Mattia Ferraresi
Il discorso febbrile (e debole) di Trump
Domani, 19 dicembre 2025
lI febbrile discorso alla nazione pronunciato da Donald Trump dalla Casa Bianca restituisce l’immagine di un presidente sotto pressione, incalzato dagli eventi e in qualche modo consapevole della fase difficile. L’ultimo sondaggio di Npr/Pbs dice che solo il 36 per cento degli americani approva la sua gestione dell’economia, che era il cuore del discorso presidenziale e delle preoccupazioni degli americani. Trump sta superando ogni record di impopolarità.
È in questo contesto che va letto un intervento che era costruito come una lunga autodifesa, attraversata da toni apocalittici e dalla ripetizione ossessiva, e a questo punto patologica, del «disastro ereditato» da Joe Biden.
Trump ha ripetuto di aver ricevuto un paese «in macerie», ha parlato di un’America travolta dall’inflazione peggiore «degli ultimi 48 anni» (non si sa perché abbia preso come riferimento il 1977, ma comunque il dato è falso) che ha reso il costo della vita «inaccessibile per milioni di americani». La formula serve a scaricare le colpe sul predecessore e a giustificare l’urgenza delle sue scelte.
Il contenimento dei consiglieri
Il presidente insiste sull’idea di una nazione che si sta miracolosamente riprendendo dopo essere stata a un passo dal collasso: «Un anno fa il nostro paese era morto. Pronto a fallire totalmente», ha detto, introducendo un lungo elenco di misure con cui Biden avrebbe messo in ginocchio il paese, dall’immigrazione di massa all’imposizione dell’ideologia woke. Per liberarsi di questo sortilegio totalitario non servivano nuove leggi, «serviva semplicemente un nuovo presidente»
C’è una tensione evidente nel discorso. Trump non parla da vincitore, ma da leader che sente il terreno muoversi sotto i piedi. La ripetizione ossessiva dei successi, l’elenco martellante di risultati economici e di dati selezionati capziosamente, la continua contrapposizione con il passato democratico funzionano come contrappesi retorici alla sua fragilità politica.

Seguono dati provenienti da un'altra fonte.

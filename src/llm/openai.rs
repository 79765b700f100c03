// Any OpenAI-compatible chat completions server (OpenAI, vLLM, LM Studio, llama.cpp server...).
pub use async_openai::{
    Client, config::OpenAIConfig, error::OpenAIError,
};
use async_openai::types::{
    ChatCompletionRequestAssistantMessageArgs,
    ChatCompletionRequestMessage,
    ChatCompletionRequestSystemMessageArgs,
    ChatCompletionRequestUserMessageArgs,
    CreateChatCompletionRequest,
    CreateChatCompletionRequestArgs,
};
use serde::{Serialize, Deserialize};
use serde_json::json;
use async_stream::stream as async_stream;
use futures::{
    FutureExt,
    StreamExt,
    future::BoxFuture,
    stream::BoxStream
};

use crate::message::{Message, MessageRole};
use crate::llm::{
    traits::LLM,
    tokens::TokenUsage,
    stream::StreamData,
    error::LLMError,
    GenerateResult,
    LLMResult,
};


#[derive(Debug, Clone, Serialize, Deserialize, PartialEq)]
pub struct CompletionOptions {
    pub model: String,
    #[serde(skip_serializing_if = "Option::is_none")]
    pub max_tokens: Option<u32>,
    #[serde(skip_serializing_if = "Option::is_none")]
    pub temperature: Option<f32>,
}

impl CompletionOptions {
    pub fn new(model: impl Into<String>) -> Self {
        Self {
            model: model.into(),
            max_tokens: None,
            temperature: None,
        }
    }
}

#[derive(Debug, Clone)]
pub struct OpenAI {
    pub client: Client<OpenAIConfig>,
    pub options: CompletionOptions,
}

impl OpenAI {
    /// Uses `OPENAI_API_KEY` / `OPENAI_BASE_URL` from the environment.
    pub fn new(model: impl Into<String>) -> Self {
        Self {
            client: Client::new(),
            options: CompletionOptions::new(model),
        }
    }

    pub fn with_config(config: OpenAIConfig, model: impl Into<String>) -> Self {
        Self {
            client: Client::with_config(config),
            options: CompletionOptions::new(model),
        }
    }

    /// Point at a self-hosted server, e.g. `http://localhost:8000/v1`.
    pub fn with_base_url(base_url: impl Into<String>, api_key: Option<String>, model: impl Into<String>) -> Self {
        let mut config = OpenAIConfig::new().with_api_base(base_url);
        if let Some(key) = api_key {
            config = config.with_api_key(key);
        }
        Self::with_config(config, model)
    }

    pub fn with_options(mut self, options: CompletionOptions) -> Self {
        self.options = options;
        self
    }

    fn build_request(&self, messages: &[Message]) -> Result<CreateChatCompletionRequest, OpenAIError> {
        let mut mapped = Vec::with_capacity(messages.len());
        for message in messages {
            mapped.push(to_openai_message(message)?);
        }
        let mut args = CreateChatCompletionRequestArgs::default();
        args.model(self.options.model.clone()).messages(mapped);
        if let Some(temperature) = self.options.temperature {
            args.temperature(temperature);
        }
        if let Some(max_tokens) = self.options.max_tokens {
            args.max_completion_tokens(max_tokens);
        }
        args.build()
    }
}

// Tool results travel as plain user turns: the directive protocol is carried in
// text, so there is no native `tool_call_id` to attach them to.
fn to_openai_message(message: &Message) -> Result<ChatCompletionRequestMessage, OpenAIError> {
    let content = message.content.clone();
    let mapped: ChatCompletionRequestMessage = match message.role {
        MessageRole::System => ChatCompletionRequestSystemMessageArgs::default()
            .content(content)
            .build()?
            .into(),
        MessageRole::User | MessageRole::Tool => ChatCompletionRequestUserMessageArgs::default()
            .content(content)
            .build()?
            .into(),
        MessageRole::Assistant => ChatCompletionRequestAssistantMessageArgs::default()
            .content(content)
            .build()?
            .into(),
    };
    Ok(mapped)
}

impl LLM for OpenAI {
    fn model(&self) -> &str {
        &self.options.model
    }

    fn generate<'a>(&'a self, messages: &'a [Message]) -> BoxFuture<'a, LLMResult<GenerateResult>> {
        async move {
            let request = self.build_request(messages)?;
            let response = self.client.chat().create(request).await?;

            let generation = response
                .choices
                .into_iter()
                .next()
                .and_then(|choice| choice.message.content)
                .ok_or_else(|| LLMError::InvalidResponse("completion returned no content".into()))?;
            let tokens = response
                .usage
                .map(|usage| TokenUsage::new(usage.prompt_tokens, usage.completion_tokens))
                .unwrap_or_default();

            Ok(GenerateResult { tokens, generation })
        }
        .boxed()
    }

    fn stream<'a>(&'a self, messages: &'a [Message]) -> BoxStream<'a, LLMResult<StreamData>> {
        let s = async_stream! {
            let request = match self.build_request(messages) {
                Ok(request) => request,
                Err(e) => {
                    yield Err(LLMError::from(e));
                    return;
                }
            };
            let mut upstream = match self.client.chat().create_stream(request).await {
                Ok(s) => s,
                Err(e) => {
                    yield Err(LLMError::from(e));
                    return;
                }
            };

            while let Some(item) = upstream.next().await {
                match item {
                    Ok(chunk) => {
                        let content: String = chunk
                            .choices
                            .iter()
                            .filter_map(|choice| choice.delta.content.as_deref())
                            .collect();
                        let tokens = chunk
                            .usage
                            .map(|usage| TokenUsage::new(usage.prompt_tokens, usage.completion_tokens));
                        if content.is_empty() && tokens.is_none() {
                            continue;
                        }
                        yield Ok(StreamData::new(json!({ "id": chunk.id, "content": content }), tokens, content));
                    }
                    Err(e) => {
                        yield Err(LLMError::from(e));
                        return;
                    }
                }
            }
        };

        Box::pin(s)
    }
}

Sull’inflazione, Trump ha evitato gli eccessi verbali che in passato avevano allarmato anche il suo stesso campo. Nessun riferimento a complotti o negazioni della realtà economica, l’aumento dei prezzi non è più una bufala inventata dalla sinistra, come ha ripetuto tante volte. Al contrario, ha scelto di snocciolare dati e percentuali, ammettendo il problema ma assicurando che «i prezzi stanno scendendo rapidamente» e che «i salari stanno crescendo più velocemente dell’inflazione».
È una scelta che riflette il consiglio del suo entourage disperato, che lo implora da settimane di restare sulle questioni di politica interna e di evitare di indispettire ulteriormente una base MAGA che scricchiola da tutte le parti. Un discorso del genere segnala in maniera implicita che Trump continua ad avere bisogno di una figura di contenimento come Susie Wiles, la capa di gabinetto finita nella tempesta per aver descritto in modo non proprio encomiastico Trump e mezza amministrazione in una serie di interviste a Vanity Fair, rilasciate con somma ingenuità o calcolata perfidia, a seconda delle interpretazioni.
Immigrazione pigliatutto
Il tema che ripropone nel modo più ossessivo resta l’immigrazione. Trump ha parlato di una «invasione» di 25 milioni di persone, accusando la precedente amministrazione di aver aperto le frontiere a «criminali, spacciatori e assassini». Il linguaggio è quello consueto, segnato da iperboli e aggressioni continue, e nel discorso ha sintetizzato con efficacia il perno del suo argomentare: l’immigrazione è la spiegazione universale di ogni male, dall’aumento dei costi delle case alla pressione sui servizi pubblici. Un capro espiatorio pigliatutto per ricompattare la base in una fase di debolezza.
È stato un discorso meraviglioso, visto da Mosca e da Pechino. Trump dà la colpa di ogni male a un avversario interno, amplificando la percezione degli Stati Uniti come potenza confusa, litigiosa e autodistruttiva, il luogo dove il presidente insulta nel modo più vile concittadini uccisi in modo brutale e piazza targhe piene di insulti sotto la carrellata delle fotografie presidenziali, esposte più per offendere che per celebrare.
Per le potenze rivali, Trump non appare come l’uomo forte che descrive, ma come un presidente sotto stress, impegnato a contenere una crisi di consenso. Un leader che alza il volume della retorica proprio mentre cerca di tenere insieme, in modo sempre più complicato, la sua maggioranza politica.